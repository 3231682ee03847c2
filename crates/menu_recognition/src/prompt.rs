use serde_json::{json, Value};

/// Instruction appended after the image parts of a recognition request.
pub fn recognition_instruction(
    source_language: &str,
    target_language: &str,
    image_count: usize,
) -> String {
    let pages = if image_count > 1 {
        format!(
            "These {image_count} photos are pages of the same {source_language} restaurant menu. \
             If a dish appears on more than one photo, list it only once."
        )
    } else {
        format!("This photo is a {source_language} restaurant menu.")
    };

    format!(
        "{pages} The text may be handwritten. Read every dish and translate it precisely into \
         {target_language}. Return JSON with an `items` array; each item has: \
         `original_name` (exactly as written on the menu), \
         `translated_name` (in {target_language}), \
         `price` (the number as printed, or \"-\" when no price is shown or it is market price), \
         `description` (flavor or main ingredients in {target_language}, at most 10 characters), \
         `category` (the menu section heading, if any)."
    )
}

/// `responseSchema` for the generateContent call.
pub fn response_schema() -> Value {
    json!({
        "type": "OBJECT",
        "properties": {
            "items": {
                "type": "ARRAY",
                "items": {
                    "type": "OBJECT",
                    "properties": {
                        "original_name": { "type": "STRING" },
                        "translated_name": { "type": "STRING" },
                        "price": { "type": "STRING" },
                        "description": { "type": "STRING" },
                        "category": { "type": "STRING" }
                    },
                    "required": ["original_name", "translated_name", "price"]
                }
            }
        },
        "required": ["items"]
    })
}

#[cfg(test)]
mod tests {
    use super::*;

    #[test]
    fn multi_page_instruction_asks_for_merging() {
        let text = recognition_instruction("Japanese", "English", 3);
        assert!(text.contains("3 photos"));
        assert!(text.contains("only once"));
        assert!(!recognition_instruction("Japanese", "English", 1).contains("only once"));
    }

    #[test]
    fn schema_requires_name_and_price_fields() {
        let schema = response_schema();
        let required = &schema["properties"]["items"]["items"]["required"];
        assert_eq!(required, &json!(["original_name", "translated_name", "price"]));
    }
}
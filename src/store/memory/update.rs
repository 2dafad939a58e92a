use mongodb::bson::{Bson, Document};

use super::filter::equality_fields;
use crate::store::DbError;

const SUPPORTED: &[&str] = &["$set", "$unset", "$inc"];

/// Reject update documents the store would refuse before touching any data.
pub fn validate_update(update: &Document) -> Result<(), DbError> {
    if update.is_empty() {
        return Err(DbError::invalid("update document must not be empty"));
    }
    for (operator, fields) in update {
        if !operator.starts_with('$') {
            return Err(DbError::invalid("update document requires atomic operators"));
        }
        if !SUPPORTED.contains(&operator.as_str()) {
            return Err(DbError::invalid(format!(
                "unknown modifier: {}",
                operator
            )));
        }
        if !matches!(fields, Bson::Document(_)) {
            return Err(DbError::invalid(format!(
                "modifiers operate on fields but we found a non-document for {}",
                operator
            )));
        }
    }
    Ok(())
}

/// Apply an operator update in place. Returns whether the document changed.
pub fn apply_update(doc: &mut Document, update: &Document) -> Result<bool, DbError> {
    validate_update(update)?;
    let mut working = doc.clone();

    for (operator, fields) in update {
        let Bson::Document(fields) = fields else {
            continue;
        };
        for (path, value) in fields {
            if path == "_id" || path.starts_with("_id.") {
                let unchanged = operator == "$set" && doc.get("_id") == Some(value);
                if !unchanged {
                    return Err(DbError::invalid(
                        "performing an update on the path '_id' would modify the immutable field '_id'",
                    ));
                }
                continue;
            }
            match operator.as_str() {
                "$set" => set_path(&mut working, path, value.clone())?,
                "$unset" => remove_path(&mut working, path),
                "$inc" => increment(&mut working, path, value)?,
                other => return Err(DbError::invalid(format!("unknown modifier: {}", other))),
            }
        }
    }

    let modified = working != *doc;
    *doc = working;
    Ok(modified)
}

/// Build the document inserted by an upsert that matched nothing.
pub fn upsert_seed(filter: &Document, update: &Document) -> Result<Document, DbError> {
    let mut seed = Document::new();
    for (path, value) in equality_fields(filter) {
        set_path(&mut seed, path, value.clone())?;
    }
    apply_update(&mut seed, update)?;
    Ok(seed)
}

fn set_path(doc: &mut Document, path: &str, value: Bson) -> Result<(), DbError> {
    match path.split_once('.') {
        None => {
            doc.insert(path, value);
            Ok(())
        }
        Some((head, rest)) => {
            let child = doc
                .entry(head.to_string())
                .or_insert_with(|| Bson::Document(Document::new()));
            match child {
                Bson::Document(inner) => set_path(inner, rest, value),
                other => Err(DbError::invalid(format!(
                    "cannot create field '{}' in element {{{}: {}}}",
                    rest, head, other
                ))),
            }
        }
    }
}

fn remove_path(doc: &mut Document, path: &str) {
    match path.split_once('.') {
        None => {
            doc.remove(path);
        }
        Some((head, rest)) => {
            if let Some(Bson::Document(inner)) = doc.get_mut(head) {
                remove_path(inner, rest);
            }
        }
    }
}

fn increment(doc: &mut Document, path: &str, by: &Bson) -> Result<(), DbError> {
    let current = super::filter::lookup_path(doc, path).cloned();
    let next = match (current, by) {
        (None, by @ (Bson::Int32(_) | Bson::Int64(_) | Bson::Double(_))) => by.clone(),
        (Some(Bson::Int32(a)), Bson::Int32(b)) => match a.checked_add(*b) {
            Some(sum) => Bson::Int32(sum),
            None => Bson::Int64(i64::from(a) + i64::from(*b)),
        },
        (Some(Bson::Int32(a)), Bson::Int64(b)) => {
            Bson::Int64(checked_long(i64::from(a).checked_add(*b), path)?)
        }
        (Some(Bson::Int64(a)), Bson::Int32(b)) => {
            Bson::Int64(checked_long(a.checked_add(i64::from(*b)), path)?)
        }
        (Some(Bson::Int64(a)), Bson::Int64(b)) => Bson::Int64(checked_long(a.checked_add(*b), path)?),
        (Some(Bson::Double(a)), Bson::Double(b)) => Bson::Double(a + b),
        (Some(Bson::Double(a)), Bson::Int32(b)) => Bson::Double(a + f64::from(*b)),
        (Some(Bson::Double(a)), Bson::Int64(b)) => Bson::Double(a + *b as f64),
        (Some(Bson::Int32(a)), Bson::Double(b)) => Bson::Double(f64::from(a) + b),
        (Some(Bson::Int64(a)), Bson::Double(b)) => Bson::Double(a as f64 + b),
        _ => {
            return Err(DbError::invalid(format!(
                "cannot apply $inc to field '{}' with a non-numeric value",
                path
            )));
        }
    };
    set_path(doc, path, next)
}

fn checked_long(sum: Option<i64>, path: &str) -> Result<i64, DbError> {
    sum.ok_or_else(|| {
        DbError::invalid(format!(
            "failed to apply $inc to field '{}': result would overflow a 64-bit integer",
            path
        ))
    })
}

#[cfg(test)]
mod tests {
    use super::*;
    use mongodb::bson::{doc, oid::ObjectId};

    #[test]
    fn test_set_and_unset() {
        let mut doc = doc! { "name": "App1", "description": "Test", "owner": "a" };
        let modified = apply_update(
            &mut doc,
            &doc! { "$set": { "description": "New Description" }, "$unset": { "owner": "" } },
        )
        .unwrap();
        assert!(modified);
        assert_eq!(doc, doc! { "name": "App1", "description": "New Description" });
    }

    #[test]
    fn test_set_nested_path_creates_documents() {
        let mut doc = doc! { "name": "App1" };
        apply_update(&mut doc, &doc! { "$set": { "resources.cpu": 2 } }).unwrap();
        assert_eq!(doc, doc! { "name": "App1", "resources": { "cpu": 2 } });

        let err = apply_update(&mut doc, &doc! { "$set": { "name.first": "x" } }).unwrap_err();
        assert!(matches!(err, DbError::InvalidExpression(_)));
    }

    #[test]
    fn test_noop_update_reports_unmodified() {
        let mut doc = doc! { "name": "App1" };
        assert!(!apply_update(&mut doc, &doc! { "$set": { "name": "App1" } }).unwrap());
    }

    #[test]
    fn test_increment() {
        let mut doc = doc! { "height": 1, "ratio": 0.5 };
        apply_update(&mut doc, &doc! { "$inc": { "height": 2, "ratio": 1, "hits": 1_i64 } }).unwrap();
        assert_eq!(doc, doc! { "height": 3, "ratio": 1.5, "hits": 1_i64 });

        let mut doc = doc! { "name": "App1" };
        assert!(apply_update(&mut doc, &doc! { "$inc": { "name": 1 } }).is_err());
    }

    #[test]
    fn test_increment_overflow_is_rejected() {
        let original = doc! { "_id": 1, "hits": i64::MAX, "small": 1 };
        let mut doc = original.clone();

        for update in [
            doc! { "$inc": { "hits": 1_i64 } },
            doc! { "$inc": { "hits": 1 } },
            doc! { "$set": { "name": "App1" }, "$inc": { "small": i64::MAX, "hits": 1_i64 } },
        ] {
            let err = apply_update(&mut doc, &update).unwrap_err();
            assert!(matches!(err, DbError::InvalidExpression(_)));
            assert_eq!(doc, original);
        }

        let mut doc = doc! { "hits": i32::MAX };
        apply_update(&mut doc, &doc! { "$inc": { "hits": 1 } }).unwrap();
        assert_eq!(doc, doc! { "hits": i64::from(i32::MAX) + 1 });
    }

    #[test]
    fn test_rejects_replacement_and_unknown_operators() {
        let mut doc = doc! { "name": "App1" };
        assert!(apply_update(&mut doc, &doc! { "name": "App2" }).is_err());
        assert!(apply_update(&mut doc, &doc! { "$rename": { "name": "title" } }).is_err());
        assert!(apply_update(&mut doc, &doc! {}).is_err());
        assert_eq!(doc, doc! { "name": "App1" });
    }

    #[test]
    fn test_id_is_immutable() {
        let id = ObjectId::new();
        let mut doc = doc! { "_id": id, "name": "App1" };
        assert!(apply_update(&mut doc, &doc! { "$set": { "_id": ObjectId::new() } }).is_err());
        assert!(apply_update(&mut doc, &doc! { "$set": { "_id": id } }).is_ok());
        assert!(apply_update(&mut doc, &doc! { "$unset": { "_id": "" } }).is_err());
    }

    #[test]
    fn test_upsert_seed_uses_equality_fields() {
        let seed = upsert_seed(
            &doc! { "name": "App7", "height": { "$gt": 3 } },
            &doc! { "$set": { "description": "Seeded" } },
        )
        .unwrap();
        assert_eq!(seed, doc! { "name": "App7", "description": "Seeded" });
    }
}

--- EXERCISE BRIEF ---
The response must contain each line above that holds the string "photos".

--- OUTPUT OF THE EXERCISE ---
            "These {image_count} photos are pages of the same {source_language} restaurant menu. \
        assert!(text.contains("3 photos"));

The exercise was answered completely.